+++ Dataset records +++
//! Input: device-level events mapped to discrete actions on the engine.
//!
//! # Invariants
//! - The engine consumes actions, never raw device events.
//! - Coordinates are produced here but validated by the engine; an imprecise
//!   projection yields a refused paint, not a crash.

pub mod action;
pub mod mapper;

pub use action::{Action, ActionSink, dispatch};
pub use mapper::{Button, InputEvent, InputMapper, Key, cell_at};

pub fn crate_info() -> &'static str {
    "lifegrid-input v0.1.0"
}
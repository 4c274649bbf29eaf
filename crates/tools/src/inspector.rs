use lifegrid_common::{CellCoord, LifeError};
use lifegrid_kernel::{LifeEngine, rule};
use serde::Serialize;

/// Grid inspector for developer tooling.
///
/// Read-only queries against the engine for debugging and CLI output.
pub struct GridInspector;

impl GridInspector {
    /// Produce a summary of the engine state.
    pub fn summary(engine: &LifeEngine) -> GridSummary {
        GridSummary {
            generation: engine.generation(),
            size: engine.size(),
            population: engine.population(),
            running: engine.is_running(),
            pending_events: engine.events().len(),
            hash: engine.state_hash(),
        }
    }

    /// State, neighbourhood and predicted next state of one cell.
    pub fn inspect_cell(engine: &LifeEngine, coord: CellCoord) -> Result<CellInfo, LifeError> {
        let alive = engine.get(coord.x, coord.y)?;
        let live_neighbors = engine.grid().count_live_neighbors(coord.x, coord.y)?;
        Ok(CellInfo {
            coord,
            alive,
            live_neighbors,
            next: rule::next_state(alive, live_neighbors),
        })
    }
}

/// Summary of engine state for the inspector.
#[derive(Debug, Clone, Serialize)]
pub struct GridSummary {
    pub generation: u64,
    pub size: usize,
    pub population: usize,
    pub running: bool,
    pub pending_events: usize,
    pub hash: u64,
}

impl std::fmt::Display for GridSummary {
    fn fmt(&self, f: &mut std::fmt::Formatter<'_>) -> std::fmt::Result {
        write!(
            f,
            "Grid: {}x{} generation={} population={} {} pending_events={} hash={:#018x}",
            self.size,
            self.size,
            self.generation,
            self.population,
            if self.running { "running" } else { "paused" },
            self.pending_events,
            self.hash
        )
    }
}

/// Detailed info about a single cell.
#[derive(Debug, Clone, PartialEq, Eq, Serialize)]
pub struct CellInfo {
    pub coord: CellCoord,
    pub alive: bool,
    pub live_neighbors: u8,
    /// State the cell will have after the next tick, absent paints.
    pub next: bool,
}

impl std::fmt::Display for CellInfo {
    fn fmt(&self, f: &mut std::fmt::Formatter<'_>) -> std::fmt::Result {
        write!(
            f,
            "Cell {} {} neighbours={} next={}",
            self.coord,
            if self.alive { "alive" } else { "dead" },
            self.live_neighbors,
            if self.next { "alive" } else { "dead" }
        )
    }
}
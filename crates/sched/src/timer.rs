use std::sync::mpsc::{self, RecvTimeoutError, Sender};
use std::sync::{Arc, Mutex, PoisonError};
use std::thread::JoinHandle;
use std::time::{Duration, Instant};

use lifegrid_kernel::{SharedEngine, TickOutcome};

use crate::timings::TickTimings;

const TIMING_WINDOW: usize = 64;

/// Counters kept by a running `TickTimer`.
#[derive(Debug, Clone)]
pub struct TimerStats {
    /// Ticks that committed a generation.
    pub advanced: u64,
    /// Ticks that found the engine paused.
    pub paused: u64,
    /// Deadlines missed because a tick overran the period, plus ticks the
    /// engine dropped as overlapping.
    pub skipped: u64,
    /// Durations of recent advancing ticks.
    pub timings: TickTimings,
}

impl Default for TimerStats {
    fn default() -> Self {
        Self {
            advanced: 0,
            paused: 0,
            skipped: 0,
            timings: TickTimings::new(TIMING_WINDOW),
        }
    }
}

/// Background thread calling `tick()` on a shared engine every `interval`.
///
/// Deadlines missed by a slow tick are skipped rather than caught up. The
/// thread stops on `stop()` or when the timer is dropped.
pub struct TickTimer {
    stop_tx: Option<Sender<()>>,
    handle: Option<JoinHandle<()>>,
    stats: Arc<Mutex<TimerStats>>,
    interval: Duration,
}

impl TickTimer {
    pub fn spawn(engine: SharedEngine, interval: Duration) -> std::io::Result<Self> {
        if interval.is_zero() {
            return Err(std::io::Error::new(
                std::io::ErrorKind::InvalidInput,
                "tick interval must be positive",
            ));
        }
        let (stop_tx, stop_rx) = mpsc::channel::<()>();
        let stats = Arc::new(Mutex::new(TimerStats::default()));
        let thread_stats = Arc::clone(&stats);

        let handle = std::thread::Builder::new()
            .name("life-tick".into())
            .spawn(move || {
                tracing::info!(?interval, "tick timer started");
                // `None` is a deadline past the clock's range: it never fires.
                let mut deadline = Instant::now().checked_add(interval);
                loop {
                    let signal = match deadline {
                        Some(d) => stop_rx.recv_timeout(d.saturating_duration_since(Instant::now())),
                        None => stop_rx.recv().map_err(|_| RecvTimeoutError::Disconnected),
                    };
                    match signal {
                        Err(RecvTimeoutError::Timeout) => {}
                        Ok(()) | Err(RecvTimeoutError::Disconnected) => break,
                    }

                    let started = Instant::now();
                    let outcome = engine.tick();
                    let took = started.elapsed();

                    deadline = deadline.and_then(|d| d.checked_add(interval));
                    let now = Instant::now();
                    let overran = deadline.is_some_and(|d| d <= now);
                    if overran {
                        deadline = now.checked_add(interval);
                    }

                    let mut stats = thread_stats.lock().unwrap_or_else(PoisonError::into_inner);
                    match outcome {
                        TickOutcome::Advanced { .. } => {
                            stats.advanced += 1;
                            stats.timings.record(took);
                        }
                        TickOutcome::Paused => stats.paused += 1,
                        TickOutcome::Skipped => stats.skipped += 1,
                    }
                    if overran {
                        stats.skipped += 1;
                        tracing::debug!(?took, "tick overran its period");
                    }
                }
                tracing::info!("tick timer stopped");
            })?;

        Ok(Self {
            stop_tx: Some(stop_tx),
            handle: Some(handle),
            stats,
            interval,
        })
    }

    pub fn interval(&self) -> Duration {
        self.interval
    }

    /// Copy of the counters as of now.
    pub fn stats(&self) -> TimerStats {
        self.stats
            .lock()
            .unwrap_or_else(PoisonError::into_inner)
            .clone()
    }

    /// Signal the thread and wait for it to exit. Returns final counters.
    pub fn stop(mut self) -> TimerStats {
        self.shutdown();
        self.stats()
    }

    fn shutdown(&mut self) {
        if let Some(tx) = self.stop_tx.take() {
            let _ = tx.send(());
        }
        if let Some(handle) = self.handle.take() {
            if handle.join().is_err() {
                tracing::error!("tick timer thread panicked");
            }
        }
    }
}

impl Drop for TickTimer {
    fn drop(&mut self) {
        self.shutdown();
    }
}

#[cfg(test)]
mod tests {
    use super::*;
    use lifegrid_kernel::{GridStore, LifeEngine};

    fn blinker_engine() -> SharedEngine {
        let grid = GridStore::from_rows(&[".....", ".....", ".###.", ".....", "....."]).unwrap();
        SharedEngine::new(LifeEngine::new(grid))
    }

    fn wait_until(timeout: Duration, mut cond: impl FnMut() -> bool) -> bool {
        let end = Instant::now() + timeout;
        while Instant::now() < end {
            if cond() {
                return true;
            }
            std::thread::sleep(Duration::from_millis(2));
        }
        cond()
    }

    #[test]
    fn zero_interval_rejected() {
        assert!(TickTimer::spawn(blinker_engine(), Duration::ZERO).is_err());
    }

    #[test]
    fn interval_beyond_clock_range_waits_for_stop() {
        let engine = blinker_engine();
        engine.set_running(true);
        let timer = TickTimer::spawn(engine.clone(), Duration::MAX).unwrap();
        std::thread::sleep(Duration::from_millis(20));
        let stats = timer.stop();
        assert_eq!(stats.advanced + stats.paused + stats.skipped, 0);
        assert_eq!(engine.generation(), 0);
    }

    #[test]
    fn ticks_running_engine() {
        let engine = blinker_engine();
        engine.set_running(true);
        let timer = TickTimer::spawn(engine.clone(), Duration::from_millis(5)).unwrap();

        assert!(wait_until(Duration::from_secs(5), || engine.generation() >= 3));
        let stats = timer.stop();

        assert_eq!(stats.advanced, engine.generation());
        assert_eq!(stats.timings.len() as u64, stats.advanced.min(64));
    }

    #[test]
    fn paused_engine_is_left_alone() {
        let engine = blinker_engine();
        let before = engine.snapshot();
        let timer = TickTimer::spawn(engine.clone(), Duration::from_millis(5)).unwrap();

        assert!(wait_until(Duration::from_secs(5), || timer.stats().paused >= 3));
        let stats = timer.stop();

        assert_eq!(stats.advanced, 0);
        assert_eq!(engine.generation(), 0);
        assert_eq!(engine.snapshot().grid(), before.grid());
    }

    #[test]
    fn toggle_takes_effect_on_next_tick() {
        let engine = blinker_engine();
        let timer = TickTimer::spawn(engine.clone(), Duration::from_millis(5)).unwrap();
        assert!(wait_until(Duration::from_secs(5), || timer.stats().paused >= 1));
        assert_eq!(engine.generation(), 0);

        engine.toggle_running();
        assert!(wait_until(Duration::from_secs(5), || engine.generation() >= 1));
        drop(timer);

        // After drop the thread is gone and nothing advances any more.
        let g = engine.generation();
        std::thread::sleep(Duration::from_millis(30));
        assert_eq!(engine.generation(), g);
    }

    #[test]
    fn paints_interleave_with_timer() {
        let engine = blinker_engine();
        engine.set_running(true);
        let timer = TickTimer::spawn(engine.clone(), Duration::from_millis(1)).unwrap();
        for i in 0..200 {
            engine.paint(i % 5, (i / 5) % 5, i % 2 == 0).unwrap();
        }
        timer.stop();
        assert!(engine.paint(5, 0, true).is_err());
    }
}
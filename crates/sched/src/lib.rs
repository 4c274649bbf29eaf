//! Scheduling: drives `tick()` on a fixed period from outside the kernel.
//!
//! # Invariants
//! - At most one tick is due per scheduling decision; backlog is dropped,
//!   never replayed as a burst.
//! - The kernel never learns which scheduler is calling it.

mod step;
mod timer;
mod timings;

pub use step::FixedStep;
pub use timer::{TickTimer, TimerStats};
pub use timings::TickTimings;

pub fn crate_info() -> &'static str {
    "lifegrid-sched v0.1.0"
}

#[cfg(test)]
mod tests {
    use super::*;

    #[test]
    fn crate_loads() {
        assert!(crate_info().contains("sched"));
    }
}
+++
Assigned task - Search term "period": return each line of the data that contains it.

Answer box -
    /// Deadlines missed because a tick overran the period, plus ticks the
                        tracing::debug!(?took, "tick overran its period");
//! Scheduling: drives `tick()` on a fixed period from outside the kernel.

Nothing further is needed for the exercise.